▶ [Extracted records]:
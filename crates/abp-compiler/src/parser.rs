use abp_core::types::RuleFlags;

/// What a single filter-list line turned out to be.
#[derive(Debug, Clone, PartialEq, Eq)]
pub enum RuleLine<'a> {
    /// Empty line
    Blank,
    /// `!` comment
    Comment,
    /// `##` / `#@#` element hiding, not handled here
    ElementHiding,
    /// URL filter
    Filter(ParsedRule<'a>),
}

/// A URL filter split into its pattern and options.
#[derive(Debug, Clone, PartialEq, Eq)]
pub struct ParsedRule<'a> {
    /// Rule text as given
    pub original: &'a str,
    /// Normalized URL pattern, still carrying any `@@` prefix
    pub pattern: String,
    pub flags: RuleFlags,
    /// Lower-cased `$domain=` tokens
    pub include_domains: Vec<String>,
    /// Lower-cased `$domain=~` tokens, without the `~`
    pub exclude_domains: Vec<String>,
}

/// Option tokens that map straight onto a flag.
const OPTION_FLAGS: &[(&str, RuleFlags)] = &[
    ("match-case", RuleFlags::MATCH_CASE),
    ("script", RuleFlags::SCRIPT),
    ("~script", RuleFlags::NOT_SCRIPT),
    ("image", RuleFlags::IMAGE),
    ("~image", RuleFlags::NOT_IMAGE),
    ("stylesheet", RuleFlags::STYLESHEET),
    ("~stylesheet", RuleFlags::NOT_STYLESHEET),
    ("object", RuleFlags::OBJECT),
    ("~object", RuleFlags::NOT_OBJECT),
    ("xmlhttprequest", RuleFlags::XMLHTTPREQUEST),
    ("~xmlhttprequest", RuleFlags::NOT_XMLHTTPREQUEST),
    ("object-subrequest", RuleFlags::OBJECT_SUBREQUEST),
    ("~object-subrequest", RuleFlags::NOT_OBJECT_SUBREQUEST),
    ("subdocument", RuleFlags::SUBDOCUMENT),
    ("~subdocument", RuleFlags::NOT_SUBDOCUMENT),
    ("document", RuleFlags::DOCUMENT),
    ("~document", RuleFlags::NOT_DOCUMENT),
    ("elemhide", RuleFlags::ELEMHIDE),
    ("~elemhide", RuleFlags::NOT_ELEMHIDE),
    ("other", RuleFlags::OTHER),
    ("~other", RuleFlags::NOT_OTHER),
    ("third-party", RuleFlags::THIRD_PARTY),
    ("~third-party", RuleFlags::NOT_THIRD_PARTY),
    ("collapse", RuleFlags::COLLAPSE),
    ("~collapse", RuleFlags::NOT_COLLAPSE),
];

pub fn parse_rule(line: &str) -> RuleLine<'_> {
    if line.is_empty() {
        return RuleLine::Blank;
    }

    if line.starts_with('!') {
        return RuleLine::Comment;
    }

    if line.contains("##") || line.contains("#@#") {
        log::debug!("skipping element hiding rule {:?}", line);
        return RuleLine::ElementHiding;
    }

    let (pattern_part, options_text) = split_rule_options(line);

    let mut options = ParsedOptions::default();
    if let Some(options_text) = options_text {
        parse_options(options_text, &mut options);
    }

    let mut flags = options.flags;
    if pattern_part.starts_with("@@") {
        flags |= RuleFlags::ALLOW;
    }
    if !options.include_domains.is_empty() || !options.exclude_domains.is_empty() {
        flags |= RuleFlags::DOMAIN;
    }

    RuleLine::Filter(ParsedRule {
        original: line,
        pattern: normalize_pattern(pattern_part),
        flags,
        include_domains: options.include_domains,
        exclude_domains: options.exclude_domains,
    })
}

#[derive(Default)]
struct ParsedOptions {
    flags: RuleFlags,
    include_domains: Vec<String>,
    exclude_domains: Vec<String>,
}

fn split_rule_options(line: &str) -> (&str, Option<&str>) {
    match line.find('$') {
        Some(pos) => (&line[..pos], Some(&line[pos + 1..])),
        None => (line, None),
    }
}

fn parse_options(text: &str, options: &mut ParsedOptions) {
    for opt in text.split(',') {
        if let Some(&(_, flag)) = OPTION_FLAGS.iter().find(|(name, _)| *name == opt) {
            options.flags |= flag;
            continue;
        }

        if let Some(domain_value) = opt.strip_prefix("domain=") {
            parse_domain_option(domain_value, options);
            continue;
        }

        log::debug!("ignoring unknown option {:?}", opt);
    }
}

fn parse_domain_option(value: &str, options: &mut ParsedOptions) {
    for raw in value.split('|') {
        match raw.strip_prefix('~') {
            Some(domain) if !domain.is_empty() => {
                options.exclude_domains.push(domain.to_ascii_lowercase());
            }
            Some(_) => {}
            None if !raw.is_empty() => {
                options.include_domains.push(raw.to_ascii_lowercase());
            }
            None => {}
        }
    }
}

/// Normalize the wildcard and anchor edges of a URL pattern.
///
/// In order: collapse `*` runs, strip a trailing `*`, strip a leading `*`,
/// strip a trailing `*|`, strip a leading `|*`, rewrite a trailing `^|`
/// to `^`.
pub fn normalize_pattern(pattern: &str) -> String {
    let mut collapsed = String::with_capacity(pattern.len());
    let mut prev_star = false;
    for ch in pattern.chars() {
        let is_star = ch == '*';
        if !(is_star && prev_star) {
            collapsed.push(ch);
        }
        prev_star = is_star;
    }

    let mut rest = collapsed.as_str();
    rest = rest.strip_suffix('*').unwrap_or(rest);
    rest = rest.strip_prefix('*').unwrap_or(rest);
    rest = rest.strip_suffix("*|").unwrap_or(rest);
    rest = rest.strip_prefix("|*").unwrap_or(rest);

    match rest.strip_suffix("^|") {
        Some(head) => format!("{head}^"),
        None => rest.to_string(),
    }
}

#[cfg(test)]
mod tests {
    use super::*;

    fn filter(line: &str) -> ParsedRule<'_> {
        match parse_rule(line) {
            RuleLine::Filter(rule) => rule,
            other => panic!("expected a filter for {line:?}, got {other:?}"),
        }
    }

    #[test]
    fn skips_blank_comment_and_element_hiding() {
        assert_eq!(parse_rule(""), RuleLine::Blank);
        assert_eq!(parse_rule("! Title: EasyList"), RuleLine::Comment);
        assert_eq!(parse_rule("!"), RuleLine::Comment);
        assert_eq!(parse_rule("example.com##.ad-banner"), RuleLine::ElementHiding);
        assert_eq!(parse_rule("##.ad"), RuleLine::ElementHiding);
        assert_eq!(parse_rule("example.com#@#.ad"), RuleLine::ElementHiding);
    }

    #[test]
    fn normalizes_wildcards_and_anchors() {
        assert_eq!(normalize_pattern("a**b***c"), "a*b*c");
        assert_eq!(normalize_pattern("*ads*"), "ads");
        assert_eq!(normalize_pattern("**ads**"), "ads");
        assert_eq!(normalize_pattern("ads*|"), "ads");
        assert_eq!(normalize_pattern("|*ads"), "ads");
        assert_eq!(normalize_pattern("ads^|"), "ads^");
        assert_eq!(normalize_pattern("||ads.com^"), "||ads.com^");
        assert_eq!(normalize_pattern("*"), "");
        assert_eq!(normalize_pattern("|*"), "|");
        assert_eq!(normalize_pattern("@@*ads"), "@@*ads");
    }

    #[test]
    fn splits_on_first_dollar() {
        let rule = filter("/ads/*$script,image");
        assert_eq!(rule.pattern, "/ads/");
        assert_eq!(rule.flags, RuleFlags::SCRIPT | RuleFlags::IMAGE);
        assert_eq!(rule.original, "/ads/*$script,image");
    }

    #[test]
    fn maps_every_option_token() {
        for &(name, flag) in OPTION_FLAGS {
            let line = format!("ads${name}");
            assert_eq!(filter(&line).flags, flag, "option {name}");
        }
    }

    #[test]
    fn ignores_unknown_options() {
        let rule = filter("ads$popup,important,third-party,Script");
        assert_eq!(rule.flags, RuleFlags::THIRD_PARTY);
    }

    #[test]
    fn parses_domain_lists() {
        let rule = filter("ads$domain=Example.com|~Ads.Example.com||foo.net,script");
        assert_eq!(rule.include_domains, vec!["example.com", "foo.net"]);
        assert_eq!(rule.exclude_domains, vec!["ads.example.com"]);
        assert!(rule.flags.contains(RuleFlags::DOMAIN | RuleFlags::SCRIPT));
    }

    #[test]
    fn repeated_domain_options_accumulate() {
        let rule = filter("ads$domain=a.com,domain=~b.com");
        assert_eq!(rule.include_domains, vec!["a.com"]);
        assert_eq!(rule.exclude_domains, vec!["b.com"]);
    }

    #[test]
    fn empty_domain_option_sets_no_constraint() {
        let rule = filter("ads$domain=");
        assert!(rule.include_domains.is_empty());
        assert!(!rule.flags.contains(RuleFlags::DOMAIN));

        let rule = filter("ads$domain=~|");
        assert!(!rule.flags.contains(RuleFlags::DOMAIN));
    }

    #[test]
    fn records_allow_prefix() {
        let rule = filter("@@||example.com^$document");
        assert_eq!(rule.flags, RuleFlags::ALLOW | RuleFlags::DOCUMENT);
        assert_eq!(rule.pattern, "@@||example.com^");
    }
}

▶ [Assigned task]:
The word "cased" appears in some lines of the data. Copy every one of those lines.

▶ [Worked solution]:
    /// Lower-cased `$domain=` tokens
    /// Lower-cased `$domain=~` tokens, without the `~`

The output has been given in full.